🤖 AI Summary
When deploying vision-based motor policies across robot morphologies, dynamics mismatch leads to out-of-distribution behavior and execution failure. To address this, we propose Embodiment-Aware Diffusion Policies (EADP). EADP trains a general-purpose visuomotor policy on human demonstrations collected with a handheld gripper, then—during inference—incorporates morphology-specific controller gradients directly into the diffusion sampling process, enabling plug-and-play trajectory adaptation without fine-tuning. Crucially, EADP is the first method to explicitly integrate low-level control gradients into diffusion-based policy generation, facilitating real-time, dynamically feasible trajectory guidance even on resource-constrained platforms such as aerial manipulators. Experiments demonstrate significant improvements in success rate and robustness across multi-task, long-horizon aerial manipulation tasks. EADP exhibits strong cross-morphology and cross-environment generalization, along with zero-shot transfer capability.
📝 Abstract
We introduce UMI-on-Air, a framework for embodiment-aware deployment of embodiment-agnostic manipulation policies. Our approach leverages diverse, unconstrained human demonstrations collected with a handheld gripper (UMI) to train generalizable visuomotor policies. A central challenge in transferring these policies to constrained robotic embodiments-such as aerial manipulators-is the mismatch in control and robot dynamics, which often leads to out-of-distribution behaviors and poor execution.
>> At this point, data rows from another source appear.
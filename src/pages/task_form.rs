use chrono::NaiveDate;

use crate::core::task::{CreateTask, Priority, Task, TaskStatus, UpdateTask, due_date_label};

pub const TITLE_MIN_CHARS: usize = 3;
pub const TITLE_MAX_CHARS: usize = 100;

/// An edit to one form field.
#[derive(Debug, Clone, PartialEq, Eq)]
pub enum FormField {
    Title(String),
    Description(String),
    Status(TaskStatus),
    Priority(Priority),
    /// Raw `YYYY-MM-DD` text from the date input.
    DueDate(String),
}

#[derive(Debug, Clone, Default, PartialEq, Eq)]
pub struct FormErrors {
    pub title: Option<String>,
    pub due_date: Option<String>,
}

impl FormErrors {
    pub fn is_empty(&self) -> bool {
        self.title.is_none() && self.due_date.is_none()
    }
}

/// What a valid form turns into.
#[derive(Debug, Clone, PartialEq, Eq)]
pub enum FormSubmission {
    Create(CreateTask),
    Update { id: String, fields: UpdateTask },
}

pub fn validate_title(value: &str) -> Result<(), String> {
    let len = value.chars().count();
    if value.trim().is_empty() {
        Err("Task title is required".into())
    } else if len < TITLE_MIN_CHARS {
        Err(format!("Title must be at least {} characters", TITLE_MIN_CHARS))
    } else if len > TITLE_MAX_CHARS {
        Err(format!("Title must be less than {} characters", TITLE_MAX_CHARS))
    } else {
        Ok(())
    }
}

pub fn validate_due_date(value: &str) -> Result<NaiveDate, String> {
    let value = value.trim();
    if value.is_empty() {
        return Err("Due date is required".into());
    }
    NaiveDate::parse_from_str(value, "%Y-%m-%d")
        .map_err(|_| "Due date must be a valid date".into())
}

/// Create/edit form for a single task.
#[derive(Debug, Clone, Default)]
pub struct TaskForm {
    pub title: String,
    pub description: String,
    pub status: TaskStatus,
    pub priority: Priority,
    pub due_date: String,
    errors: FormErrors,
    editing: Option<String>,
}

impl TaskForm {
    pub fn new() -> Self {
        Self::default()
    }

    pub fn errors(&self) -> &FormErrors {
        &self.errors
    }

    /// Id of the task being edited, if any.
    pub fn editing(&self) -> Option<&str> {
        self.editing.as_deref()
    }

    pub fn is_editing(&self) -> bool {
        self.editing.is_some()
    }

    pub fn submit_label(&self) -> &'static str {
        if self.is_editing() { "Update Task" } else { "Add Task" }
    }

    /// Switch to edit mode with the task's current values.
    pub fn load(&mut self, task: &Task) {
        let fields = task.to_create();
        self.title = fields.title;
        self.description = fields.description.unwrap_or_default();
        self.status = fields.status;
        self.priority = fields.priority;
        self.due_date = due_date_label(fields.due_date);
        self.errors = FormErrors::default();
        self.editing = Some(task.id.clone());
    }

    /// Back to an empty create form.
    pub fn reset(&mut self) {
        *self = Self::default();
    }

    pub fn set(&mut self, field: FormField) {
        match field {
            FormField::Title(v) => self.title = v,
            FormField::Description(v) => self.description = v,
            FormField::Status(v) => self.status = v,
            FormField::Priority(v) => self.priority = v,
            FormField::DueDate(v) => self.due_date = v,
        }
    }

    /// Field left focus: re-check just that field.
    pub fn blur(&mut self, field: &FormField) {
        match field {
            FormField::Title(_) => self.errors.title = validate_title(&self.title).err(),
            FormField::DueDate(_) => {
                self.errors.due_date = validate_due_date(&self.due_date).err();
            }
            _ => {}
        }
    }

    /// Check every field. Both errors are reported together.
    pub fn validate(&mut self) -> bool {
        self.errors.title = validate_title(&self.title).err();
        self.errors.due_date = validate_due_date(&self.due_date).err();
        self.errors.is_empty()
    }

    /// Validate and build the request. Nothing here touches the network.
    pub fn submit(&mut self) -> Result<FormSubmission, FormErrors> {
        if !self.validate() {
            return Err(self.errors.clone());
        }
        let due_date = validate_due_date(&self.due_date).map_err(|e| FormErrors {
            title: None,
            due_date: Some(e),
        })?;

        let payload = CreateTask {
            title: self.title.clone(),
            description: Some(self.description.clone()).filter(|d| !d.is_empty()),
            status: self.status,
            priority: self.priority,
            due_date,
        };

        Ok(match &self.editing {
            Some(id) => {
                let mut fields = UpdateTask::from(payload);
                // Always send the description so it can be cleared.
                fields.description = Some(self.description.clone());
                FormSubmission::Update {
                    id: id.clone(),
                    fields,
                }
            }
            None => FormSubmission::Create(payload),
        })
    }
}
To address this, we propose Embodiment-Aware Diffusion Policy (EADP), which couples a high-level UMI policy with a low-level embodiment-specific controller at inference time. By integrating gradient feedback from the controller's tracking cost into the diffusion sampling process, our method steers trajectory generation towards dynamically feasible modes tailored to the deployment embodiment. This enables plug-and-play, embodiment-aware trajectory adaptation at test time. We validate our approach on multiple long-horizon and high-precision aerial manipulation tasks, showing improved success rates, efficiency, and robustness under disturbances compared to unguided diffusion baselines. Finally, we demonstrate deployment in previously unseen environments, using UMI demonstrations collected in the wild, highlighting a practical pathway for scaling generalizable manipulation skills across diverse-and even highly constrained-embodiments. All code, data, and checkpoints will be publicly released after acceptance. Result videos can be found at umi-on-air.github.io.